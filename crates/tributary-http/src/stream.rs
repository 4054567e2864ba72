// Copyright (C) 2025 SyncMyOrders Sp. z o.o.
// SPDX-License-Identifier: AGPL-3.0-or-later
//! Streamed responses and body normalization.
//!
//! An SDK that needs to keep a connection alive replies `201 Created` and
//! writes the real response later as a JSON envelope:
//!
//! ```json
//! {"status": 206, "body": "[...]", "headers": {}, "retryAt": null, "noRetry": false}
//! ```

use std::collections::HashMap;

use serde::Deserialize;
use serde_json::Value;

/// Status code that marks a streamed response.
pub const STREAM_STATUS: u16 = 201;

/// Stream envelope failures.
#[derive(Debug, thiserror::Error)]
pub enum StreamError {
    /// The envelope is not valid JSON of the expected shape.
    #[error("invalid streamed response: {0}")]
    Invalid(#[from] serde_json::Error),
    /// The envelope wraps another streamed response.
    #[error("malformed stream: streamed responses cannot be nested")]
    MalformedStream,
}

/// Decoded 201 envelope.
#[derive(Debug, Clone, Default, PartialEq)]
pub struct StreamResponse {
    /// The real status code.
    pub status: u16,
    /// The real body, already unwrapped from any double encoding.
    pub body: Vec<u8>,
    /// Retry time requested by the SDK.
    pub retry_at: Option<String>,
    /// Whether retries are disabled.
    pub no_retry: bool,
    /// Headers of the real response.
    pub headers: HashMap<String, String>,
}

#[derive(Deserialize)]
struct Envelope {
    status: u16,
    #[serde(default)]
    body: Value,
    #[serde(rename = "retryAt", default)]
    retry_at: Option<String>,
    #[serde(rename = "noRetry", default)]
    no_retry: bool,
    #[serde(default)]
    headers: HashMap<String, String>,
}

impl StreamResponse {
    /// Decode a 201 body.
    pub fn parse(bytes: &[u8]) -> Result<Self, StreamError> {
        let envelope: Envelope = serde_json::from_slice(bytes)?;
        if envelope.status == STREAM_STATUS {
            return Err(StreamError::MalformedStream);
        }
        let body = match envelope.body {
            Value::Null => Vec::new(),
            value => unwrap_double_encoded(serde_json::to_vec(&value)?),
        };
        Ok(Self {
            status: envelope.status,
            body,
            retry_at: envelope.retry_at,
            no_retry: envelope.no_retry,
            headers: envelope.headers,
        })
    }

    /// Case-insensitive header lookup.
    pub fn header(&self, name: &str) -> Option<&str> {
        self.headers
            .iter()
            .find(|(k, _)| k.eq_ignore_ascii_case(name))
            .map(|(_, v)| v.as_str())
    }
}

/// Unwrap a body that was JSON-encoded twice.
///
/// `"\"{\\\"a\\\":1}\""` becomes `{"a":1}`. Only strings whose contents are
/// themselves an object or array are unwrapped, and only once.
pub fn unwrap_double_encoded(body: Vec<u8>) -> Vec<u8> {
    if body.len() < 2 || body[0] != b'"' || body[body.len() - 1] != b'"' {
        return body;
    }
    match serde_json::from_slice::<String>(&body) {
        Ok(inner) if inner.trim_start().starts_with(['{', '[']) => inner.into_bytes(),
        _ => body,
    }
}

/// Interpret a response body as a JSON value, falling back to a string.
pub fn body_value(body: &[u8]) -> Value {
    if body.is_empty() {
        return Value::Null;
    }
    serde_json::from_slice(body)
        .unwrap_or_else(|_| Value::String(String::from_utf8_lossy(body).into_owned()))
}
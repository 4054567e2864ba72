// Copyright (C) 2025 SyncMyOrders Sp. z o.o.
// SPDX-License-Identifier: AGPL-3.0-or-later
//! Events and the internal event bus.

use std::sync::{Arc, Mutex};

use async_trait::async_trait;
use chrono::{DateTime, Utc};
use serde::{Deserialize, Serialize};
use serde_json::{Map, Value};
use tokio::sync::mpsc;

use crate::error::{CoreError, Result};
use crate::ids::TenantId;

/// Published when any run reaches a terminal state.
pub const FN_FINISHED: &str = "inngest/function.finished";
/// Published when a run fails.
pub const FN_FAILED: &str = "inngest/function.failed";
/// Published when a run is cancelled.
pub const FN_CANCELLED: &str = "inngest/function.cancelled";
/// Name of events synthesized for cron triggers.
pub const SCHEDULED_TIMER: &str = "inngest/scheduled.timer";

const INTERNAL_PREFIX: &str = "inngest/";

/// An event as published by producers.
#[derive(Debug, Clone, PartialEq, Serialize, Deserialize, Default)]
pub struct Event {
    pub name: String,
    #[serde(default)]
    pub data: Map<String, Value>,
    #[serde(default, skip_serializing_if = "Option::is_none")]
    pub user: Option<Value>,
    #[serde(default, skip_serializing_if = "Option::is_none")]
    pub id: Option<String>,
    /// Unix milliseconds.
    #[serde(default, skip_serializing_if = "Option::is_none")]
    pub ts: Option<i64>,
    #[serde(default, skip_serializing_if = "Option::is_none")]
    pub v: Option<String>,
}

impl Event {
    pub fn new(name: impl Into<String>, data: Value) -> Self {
        let data = match data {
            Value::Object(map) => map,
            Value::Null => Map::new(),
            other => {
                let mut map = Map::new();
                map.insert("value".to_string(), other);
                map
            }
        };
        Self {
            name: name.into(),
            data,
            ..Default::default()
        }
    }

    /// Fill in `id` and `ts` if the producer left them out.
    pub fn stamp(&mut self, now: DateTime<Utc>) {
        if self.id.as_deref().is_none_or(str::is_empty) {
            self.id = Some(ulid::Ulid::from_datetime(now.into()).to_string());
        }
        if self.ts.is_none_or(|ts| ts <= 0) {
            self.ts = Some(now.timestamp_millis());
        }
    }

    /// Engine-generated events.
    pub fn is_internal(&self) -> bool {
        self.name.starts_with(INTERNAL_PREFIX)
    }

    pub fn to_value(&self) -> Value {
        serde_json::to_value(self).unwrap_or(Value::Null)
    }
}

/// An event bound to the tenant it was published for.
#[derive(Debug, Clone, PartialEq)]
pub struct TrackedEvent {
    pub tenant: TenantId,
    pub event: Event,
}

/// Where the engine publishes events it produces (lifecycle, invokes).
#[async_trait]
pub trait EventSink: Send + Sync {
    async fn publish(&self, tenant: TenantId, event: Event) -> Result<()>;
}

/// Sink that forwards into the runtime's event pump.
#[derive(Debug, Clone)]
pub struct ChannelSink {
    tx: mpsc::UnboundedSender<TrackedEvent>,
}

impl ChannelSink {
    pub fn new() -> (Self, mpsc::UnboundedReceiver<TrackedEvent>) {
        let (tx, rx) = mpsc::unbounded_channel();
        (Self { tx }, rx)
    }
}

#[async_trait]
impl EventSink for ChannelSink {
    async fn publish(&self, tenant: TenantId, mut event: Event) -> Result<()> {
        event.stamp(Utc::now());
        self.tx
            .send(TrackedEvent { tenant, event })
            .map_err(|_| CoreError::QueueError {
                operation: "publish".to_string(),
                details: "event pump stopped".to_string(),
            })
    }
}

/// Sink that keeps everything it receives. Useful in tests.
#[derive(Debug, Clone, Default)]
pub struct RecordingSink {
    events: Arc<Mutex<Vec<TrackedEvent>>>,
}

impl RecordingSink {
    pub fn events(&self) -> Vec<TrackedEvent> {
        self.events.lock().map(|e| e.clone()).unwrap_or_default()
    }

    pub fn named(&self, name: &str) -> Vec<Event> {
        self.events()
            .into_iter()
            .filter(|e| e.event.name == name)
            .map(|e| e.event)
            .collect()
    }
}

#[async_trait]
impl EventSink for RecordingSink {
    async fn publish(&self, tenant: TenantId, mut event: Event) -> Result<()> {
        event.stamp(Utc::now());
        if let Ok(mut events) = self.events.lock() {
            events.push(TrackedEvent { tenant, event });
        }
        Ok(())
    }
}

■ ■ ■ ■

* EXERCISE INSTRUCTIONS
Note every line in the material with "cancelled" and copy it.

* THE COMPLETED TASK
/// Published when a run is cancelled.
pub const FN_CANCELLED: &str = "inngest/function.cancelled";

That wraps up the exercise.